Excerpts from a dataset

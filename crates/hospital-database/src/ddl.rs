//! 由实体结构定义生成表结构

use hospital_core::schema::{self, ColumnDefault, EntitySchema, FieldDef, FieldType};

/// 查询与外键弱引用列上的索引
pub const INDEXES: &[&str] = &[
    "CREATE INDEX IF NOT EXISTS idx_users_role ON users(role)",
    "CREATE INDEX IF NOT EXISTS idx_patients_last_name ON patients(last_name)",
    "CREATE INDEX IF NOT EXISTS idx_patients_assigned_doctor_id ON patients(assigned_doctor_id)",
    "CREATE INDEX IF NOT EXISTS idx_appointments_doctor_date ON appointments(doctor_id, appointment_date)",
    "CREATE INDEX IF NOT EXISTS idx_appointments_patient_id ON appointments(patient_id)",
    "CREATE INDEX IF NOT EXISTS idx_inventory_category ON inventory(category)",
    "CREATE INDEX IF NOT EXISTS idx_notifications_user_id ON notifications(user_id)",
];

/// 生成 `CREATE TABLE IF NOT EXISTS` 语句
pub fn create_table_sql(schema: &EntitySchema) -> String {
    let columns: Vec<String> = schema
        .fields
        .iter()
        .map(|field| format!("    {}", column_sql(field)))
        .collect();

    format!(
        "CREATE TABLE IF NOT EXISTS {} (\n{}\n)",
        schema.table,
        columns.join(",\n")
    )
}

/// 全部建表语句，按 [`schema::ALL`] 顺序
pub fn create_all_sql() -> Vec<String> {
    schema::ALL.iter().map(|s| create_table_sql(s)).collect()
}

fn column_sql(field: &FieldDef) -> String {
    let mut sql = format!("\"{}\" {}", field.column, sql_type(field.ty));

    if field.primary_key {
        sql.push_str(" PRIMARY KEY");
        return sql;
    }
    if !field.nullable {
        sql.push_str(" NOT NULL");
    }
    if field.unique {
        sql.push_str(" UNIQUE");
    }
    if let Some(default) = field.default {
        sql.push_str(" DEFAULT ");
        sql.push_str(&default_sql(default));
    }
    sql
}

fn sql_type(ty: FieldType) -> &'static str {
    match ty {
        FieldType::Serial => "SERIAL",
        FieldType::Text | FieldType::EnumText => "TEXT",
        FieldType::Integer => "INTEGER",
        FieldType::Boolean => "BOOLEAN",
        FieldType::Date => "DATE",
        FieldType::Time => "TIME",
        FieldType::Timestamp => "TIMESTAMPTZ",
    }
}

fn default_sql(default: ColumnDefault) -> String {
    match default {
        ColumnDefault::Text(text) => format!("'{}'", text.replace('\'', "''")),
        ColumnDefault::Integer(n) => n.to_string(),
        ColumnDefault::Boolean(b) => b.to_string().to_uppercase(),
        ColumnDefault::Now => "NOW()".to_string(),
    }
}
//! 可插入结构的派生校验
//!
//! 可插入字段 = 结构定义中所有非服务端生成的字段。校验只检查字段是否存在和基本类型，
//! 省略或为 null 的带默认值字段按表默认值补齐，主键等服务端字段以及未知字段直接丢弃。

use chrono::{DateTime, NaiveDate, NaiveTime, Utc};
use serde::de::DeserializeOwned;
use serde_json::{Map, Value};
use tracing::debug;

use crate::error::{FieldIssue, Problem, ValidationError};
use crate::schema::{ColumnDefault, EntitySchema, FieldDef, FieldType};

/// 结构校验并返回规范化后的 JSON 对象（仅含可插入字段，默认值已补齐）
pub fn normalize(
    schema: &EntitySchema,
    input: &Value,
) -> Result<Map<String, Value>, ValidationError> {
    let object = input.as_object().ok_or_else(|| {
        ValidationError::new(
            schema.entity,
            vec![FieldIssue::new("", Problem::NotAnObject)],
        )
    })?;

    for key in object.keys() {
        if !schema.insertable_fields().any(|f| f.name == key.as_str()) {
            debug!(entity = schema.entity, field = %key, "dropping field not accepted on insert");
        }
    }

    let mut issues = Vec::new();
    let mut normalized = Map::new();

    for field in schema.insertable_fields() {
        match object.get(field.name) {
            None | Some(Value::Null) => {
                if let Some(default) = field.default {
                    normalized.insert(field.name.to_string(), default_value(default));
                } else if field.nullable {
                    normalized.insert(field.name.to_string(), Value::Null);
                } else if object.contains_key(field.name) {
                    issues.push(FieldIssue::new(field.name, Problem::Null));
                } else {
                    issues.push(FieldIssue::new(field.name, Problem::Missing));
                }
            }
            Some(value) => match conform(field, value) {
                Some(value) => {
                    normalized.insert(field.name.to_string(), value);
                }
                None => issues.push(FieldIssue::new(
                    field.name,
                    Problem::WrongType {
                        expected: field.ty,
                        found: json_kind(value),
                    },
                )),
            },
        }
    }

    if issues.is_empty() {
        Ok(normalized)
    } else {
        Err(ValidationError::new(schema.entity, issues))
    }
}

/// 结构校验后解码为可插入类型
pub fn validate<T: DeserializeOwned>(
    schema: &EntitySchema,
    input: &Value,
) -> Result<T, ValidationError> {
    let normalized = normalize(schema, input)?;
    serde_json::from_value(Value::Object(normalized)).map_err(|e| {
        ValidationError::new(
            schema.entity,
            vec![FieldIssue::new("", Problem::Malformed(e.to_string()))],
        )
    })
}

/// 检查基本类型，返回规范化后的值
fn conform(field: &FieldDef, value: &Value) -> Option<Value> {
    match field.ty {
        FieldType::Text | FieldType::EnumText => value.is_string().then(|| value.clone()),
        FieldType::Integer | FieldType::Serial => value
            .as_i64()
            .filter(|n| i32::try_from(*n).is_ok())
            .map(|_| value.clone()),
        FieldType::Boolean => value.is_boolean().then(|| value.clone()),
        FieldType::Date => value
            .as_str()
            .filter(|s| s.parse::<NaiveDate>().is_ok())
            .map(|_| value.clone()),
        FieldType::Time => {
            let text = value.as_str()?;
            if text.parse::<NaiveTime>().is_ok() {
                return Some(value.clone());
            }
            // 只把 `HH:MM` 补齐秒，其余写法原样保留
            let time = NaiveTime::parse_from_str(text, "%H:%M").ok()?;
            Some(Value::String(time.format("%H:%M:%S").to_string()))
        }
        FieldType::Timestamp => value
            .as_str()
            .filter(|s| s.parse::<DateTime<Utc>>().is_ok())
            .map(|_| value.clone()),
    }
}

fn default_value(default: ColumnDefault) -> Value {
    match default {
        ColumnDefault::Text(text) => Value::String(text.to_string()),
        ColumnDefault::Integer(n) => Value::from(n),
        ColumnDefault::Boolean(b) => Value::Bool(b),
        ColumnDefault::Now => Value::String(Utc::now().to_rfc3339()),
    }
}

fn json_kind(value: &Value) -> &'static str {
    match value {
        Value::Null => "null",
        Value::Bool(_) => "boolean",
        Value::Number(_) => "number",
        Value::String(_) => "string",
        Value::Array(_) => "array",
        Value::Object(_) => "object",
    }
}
--
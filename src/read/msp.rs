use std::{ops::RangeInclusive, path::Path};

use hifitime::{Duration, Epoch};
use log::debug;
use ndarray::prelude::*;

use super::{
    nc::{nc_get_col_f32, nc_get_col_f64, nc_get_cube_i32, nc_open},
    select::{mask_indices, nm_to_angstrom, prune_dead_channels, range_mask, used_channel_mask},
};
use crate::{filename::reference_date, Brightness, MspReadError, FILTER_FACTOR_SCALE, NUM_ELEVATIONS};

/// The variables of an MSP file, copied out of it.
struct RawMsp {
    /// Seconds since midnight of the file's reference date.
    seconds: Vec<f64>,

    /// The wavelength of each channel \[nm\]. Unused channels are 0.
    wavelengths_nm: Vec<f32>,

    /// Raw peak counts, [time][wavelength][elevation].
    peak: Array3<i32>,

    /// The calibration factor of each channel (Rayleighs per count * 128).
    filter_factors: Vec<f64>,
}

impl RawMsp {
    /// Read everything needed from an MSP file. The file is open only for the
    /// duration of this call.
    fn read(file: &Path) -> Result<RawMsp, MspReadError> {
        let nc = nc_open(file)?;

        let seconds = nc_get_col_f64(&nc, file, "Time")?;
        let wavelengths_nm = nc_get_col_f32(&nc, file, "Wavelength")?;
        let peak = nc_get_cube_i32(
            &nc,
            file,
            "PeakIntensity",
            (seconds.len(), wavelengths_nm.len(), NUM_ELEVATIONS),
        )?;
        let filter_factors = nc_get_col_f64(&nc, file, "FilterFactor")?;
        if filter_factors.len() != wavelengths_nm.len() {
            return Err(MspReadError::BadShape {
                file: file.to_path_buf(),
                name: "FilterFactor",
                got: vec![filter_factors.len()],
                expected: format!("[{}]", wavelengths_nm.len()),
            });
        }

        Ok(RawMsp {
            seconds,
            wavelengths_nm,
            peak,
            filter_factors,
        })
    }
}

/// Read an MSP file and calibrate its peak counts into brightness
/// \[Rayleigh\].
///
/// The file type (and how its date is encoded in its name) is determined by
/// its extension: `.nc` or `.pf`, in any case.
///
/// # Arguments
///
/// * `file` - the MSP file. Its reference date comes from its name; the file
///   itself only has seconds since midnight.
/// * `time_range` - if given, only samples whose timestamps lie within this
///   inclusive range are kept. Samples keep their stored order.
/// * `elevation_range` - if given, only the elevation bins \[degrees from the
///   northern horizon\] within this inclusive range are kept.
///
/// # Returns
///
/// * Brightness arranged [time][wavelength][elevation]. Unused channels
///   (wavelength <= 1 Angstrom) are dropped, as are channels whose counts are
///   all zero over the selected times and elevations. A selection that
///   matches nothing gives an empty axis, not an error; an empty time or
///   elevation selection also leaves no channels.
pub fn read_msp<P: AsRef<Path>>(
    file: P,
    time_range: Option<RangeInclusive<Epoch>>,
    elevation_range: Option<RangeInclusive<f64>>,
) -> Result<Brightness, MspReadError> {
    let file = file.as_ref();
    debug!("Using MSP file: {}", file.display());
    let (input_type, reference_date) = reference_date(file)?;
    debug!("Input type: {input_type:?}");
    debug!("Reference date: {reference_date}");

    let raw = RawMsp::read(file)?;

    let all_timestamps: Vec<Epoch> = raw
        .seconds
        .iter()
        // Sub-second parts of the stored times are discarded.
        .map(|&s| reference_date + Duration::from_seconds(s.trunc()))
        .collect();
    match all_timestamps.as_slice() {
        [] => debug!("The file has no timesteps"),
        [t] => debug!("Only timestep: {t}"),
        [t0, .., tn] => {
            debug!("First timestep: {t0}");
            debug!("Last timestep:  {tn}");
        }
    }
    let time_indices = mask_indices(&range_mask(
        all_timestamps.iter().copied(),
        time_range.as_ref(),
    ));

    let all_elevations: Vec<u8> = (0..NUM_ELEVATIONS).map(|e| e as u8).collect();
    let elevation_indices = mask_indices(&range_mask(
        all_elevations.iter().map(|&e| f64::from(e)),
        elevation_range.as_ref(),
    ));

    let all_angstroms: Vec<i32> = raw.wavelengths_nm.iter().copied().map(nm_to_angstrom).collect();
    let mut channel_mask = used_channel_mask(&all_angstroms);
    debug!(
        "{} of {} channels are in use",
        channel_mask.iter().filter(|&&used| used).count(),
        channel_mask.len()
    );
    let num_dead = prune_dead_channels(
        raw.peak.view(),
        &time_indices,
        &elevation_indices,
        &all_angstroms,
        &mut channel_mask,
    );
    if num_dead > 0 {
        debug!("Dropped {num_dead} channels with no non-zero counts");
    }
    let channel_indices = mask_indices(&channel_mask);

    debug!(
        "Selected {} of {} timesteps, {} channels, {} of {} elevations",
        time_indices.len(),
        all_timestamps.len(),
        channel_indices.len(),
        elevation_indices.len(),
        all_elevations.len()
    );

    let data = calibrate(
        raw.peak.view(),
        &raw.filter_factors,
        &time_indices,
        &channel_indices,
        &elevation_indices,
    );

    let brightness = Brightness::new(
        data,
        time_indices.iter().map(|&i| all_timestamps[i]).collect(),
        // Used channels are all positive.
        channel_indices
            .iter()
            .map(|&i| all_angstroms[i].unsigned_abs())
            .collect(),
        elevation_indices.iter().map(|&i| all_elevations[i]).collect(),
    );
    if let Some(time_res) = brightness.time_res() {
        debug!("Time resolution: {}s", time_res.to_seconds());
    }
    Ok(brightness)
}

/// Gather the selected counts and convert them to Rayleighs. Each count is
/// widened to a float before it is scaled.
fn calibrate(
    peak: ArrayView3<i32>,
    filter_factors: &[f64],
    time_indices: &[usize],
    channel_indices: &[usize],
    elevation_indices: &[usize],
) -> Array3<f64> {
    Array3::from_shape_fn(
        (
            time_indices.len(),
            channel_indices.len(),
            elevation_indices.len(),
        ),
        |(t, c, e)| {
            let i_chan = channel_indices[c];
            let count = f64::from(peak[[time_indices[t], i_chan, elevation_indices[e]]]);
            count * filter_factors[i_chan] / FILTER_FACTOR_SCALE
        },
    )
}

## Directions
The answer must be every line from the entries above that holds the string "midnight".

## Result of the exercise
    /// Seconds since midnight of the file's reference date.
///   itself only has seconds since midnight.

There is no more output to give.